As of 2010, there are 65 North Korean-run and pro-North Korean websites blocked in South Korea. A test conducted by OpenNet Initiative in 2010 found that most websites blocked in South Korea are related to North Korea. The number of blocked North Korean sites has increased in recent years.

Blocking is based on the National Security Act, and coordinated by the Korea Communications Standards Commission, which also engages in Internet surveillance. The commission is nominally independent but mainly appointed by the government. The blocks are implemented by Internet service providers (ISPs). South Korean law imposes punishments up to seven years of imprisonment for attempting to access blocked sites. According to Reporters Without Borders, blocking of North Korean websites is not viewed favorably by South Korean Internet users and some know how to circumvent it. Internet Archive's Wayback Machine and web caches of search engines are not blocked and include copies of North Korean websites.
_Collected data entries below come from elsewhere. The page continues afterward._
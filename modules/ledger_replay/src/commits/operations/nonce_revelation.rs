use anyhow::Result;

use bakehouse_common::{
    node::NonceRevelationContent,
    operations::{Operation, OperationBody, OperationStatus},
    OperationHash, ReplayError,
};

use super::bump;
use crate::{
    commits::{credit_reward, cross_check, minted_total, BlockStep},
    context::LedgerContext,
};

const REVELATION_REWARD_CATEGORIES: &[&str] = &["nonce revelation rewards"];

/// Seed nonce revealed for an earlier block.  The reward goes to the
/// producer of the including block; the nonce itself feeds the seed of a
/// future cycle.
pub fn apply(
    ctx: &mut LedgerContext<'_>,
    step: &mut BlockStep<'_>,
    hash: &OperationHash,
    content: &NonceRevelationContent,
) -> Result<()> {
    let level = step.level();
    let revealed = ctx.store().block(content.level)?.ok_or_else(|| {
        ReplayError::malformed(level, format!("Nonce revealed for unknown level {}", content.level))
    })?;
    let baker_id = step.block.producer_id;
    let formulas = *step.formulas();
    let constants = step.constants().clone();

    let amount = constants.revelation_reward;
    cross_check(
        level,
        "Nonce revelation reward",
        minted_total(&content.metadata.balance_updates, REVELATION_REWARD_CATEGORIES),
        amount,
    )?;
    let reward = (formulas.reward_split)(ctx.account(baker_id)?, amount, &constants)?;
    credit_reward(ctx, &formulas, baker_id, &reward, 1)?;
    if let Some(bc) = ctx.baker_cycle_mut(step.cycle(), baker_id)? {
        bc.nonce_revelation_rewards.add(&reward);
    }
    bump(ctx, baker_id, |c| &mut c.nonce_revelations, 1)?;

    let op = step.record(
        ctx,
        Some(hash),
        OperationStatus::Applied,
        None,
        OperationBody::NonceRevelation {
            baker_id,
            sender_id: revealed.producer_id,
            revealed_level: content.level,
            revealed_cycle: revealed.cycle,
            nonce: content.nonce.clone(),
            reward,
        },
    );
    step.push(ctx, op);
    Ok(())
}

pub fn revert(ctx: &mut LedgerContext<'_>, step: &BlockStep<'_>, op: &Operation) -> Result<()> {
    let OperationBody::NonceRevelation {
        baker_id, reward, ..
    } = &op.body
    else {
        return Ok(());
    };
    bump(ctx, *baker_id, |c| &mut c.nonce_revelations, -1)?;
    if let Some(bc) = ctx.baker_cycle_mut(step.cycle(), *baker_id)? {
        bc.nonce_revelation_rewards.sub(reward);
    }
    credit_reward(ctx, step.formulas(), *baker_id, reward, -1)
}
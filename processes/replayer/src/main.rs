//! 'main' for the Bakehouse replayer process

use anyhow::Result;
use bakehouse_common::messages::Message;
use caryatid_process::Process;
use clap::Parser;
use config::{Config, Environment, File};
use std::sync::Arc;
use tracing::info;

// External modules
use bakehouse_module_block_file_source::BlockFileSource;
use bakehouse_module_ledger_replay::LedgerReplay;

use caryatid_module_clock::Clock;

use opentelemetry::trace::TracerProvider as _;
use opentelemetry_otlp::SpanExporter;
use opentelemetry_sdk::trace::SdkTracerProvider;
use tracing_opentelemetry::OpenTelemetryLayer;
use tracing_subscriber::prelude::*;
use tracing_subscriber::{filter, fmt, EnvFilter, Registry};

#[derive(Debug, clap::Parser)]
struct Args {
    #[arg(long, value_name = "PATH", default_values_t = vec!["replayer.toml".to_string()])]
    config: Vec<String>,

    /// Overrides the block-files pattern of the block file source
    #[arg(long, value_name = "GLOB")]
    blocks: Option<String>,
}

/// Standard main
#[tokio::main]
pub async fn main() -> Result<()> {
    let args = Args::parse();

    // Standard logging using RUST_LOG for log levels
    let fmt_layer = fmt::layer().with_filter(EnvFilter::from_default_env());

    // Only turn on tracing if some OTEL environment variables exist
    if std::env::vars().any(|(name, _)| name.starts_with("OTEL_")) {
        // Should pick up standard OTEL_* environment variables
        let otel_exporter = SpanExporter::builder().with_tonic().build()?;
        let otel_tracer = SdkTracerProvider::builder()
            .with_batch_exporter(otel_exporter)
            .build()
            .tracer("rust-otel-otlp");
        let otel_layer = OpenTelemetryLayer::new(otel_tracer)
            .with_filter(
                EnvFilter::from_default_env().add_directive(filter::LevelFilter::INFO.into()),
            )
            .with_filter(filter::filter_fn(|meta| meta.is_span()));
        Registry::default().with(fmt_layer).with(otel_layer).init();
    } else {
        Registry::default().with(fmt_layer).init();
    }

    info!("Bakehouse replayer process");

    // Read the config, later files and the environment win
    let mut builder = Config::builder();
    for file in &args.config {
        builder = builder.add_source(File::with_name(file));
    }
    builder = builder.add_source(Environment::with_prefix("BAKEHOUSE"));
    if let Some(blocks) = args.blocks {
        builder = builder.set_override("module.block-file-source.block-files", blocks)?;
    }
    let config = Arc::new(builder.build()?);

    // Create the process
    let mut process = Process::<Message>::create(config).await;

    // Register modules
    BlockFileSource::register(&mut process);
    LedgerReplay::register(&mut process);

    Clock::<Message>::register(&mut process);

    // Run it
    process.run().await?;

    // Bye!
    info!("Exiting");

    Ok(())
}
In 2005, up to 3,167 webpages unrelated to North Korea were found to be blocked due to blocking IPs at the router level. DNS tampering that prevents domain names to be resolved into correct IPs is also used.

In addition to entire websites, it is possible to block accounts on social media, and some 13 accounts have been blocked on Facebook, YouTube and Twitter, including Uriminzokkiri's Twitter account. Twitter, however, has proven impractical to censor because retweets of North Korean tweets by other users are not blocked. Furthermore, any links to North Korean websites in the tweets are already blocked. Individual contents of websites hosted in South Korea may also be deleted. In 2010, South Korean website administrators were forced to delete 80,499 pro-North Korea messages.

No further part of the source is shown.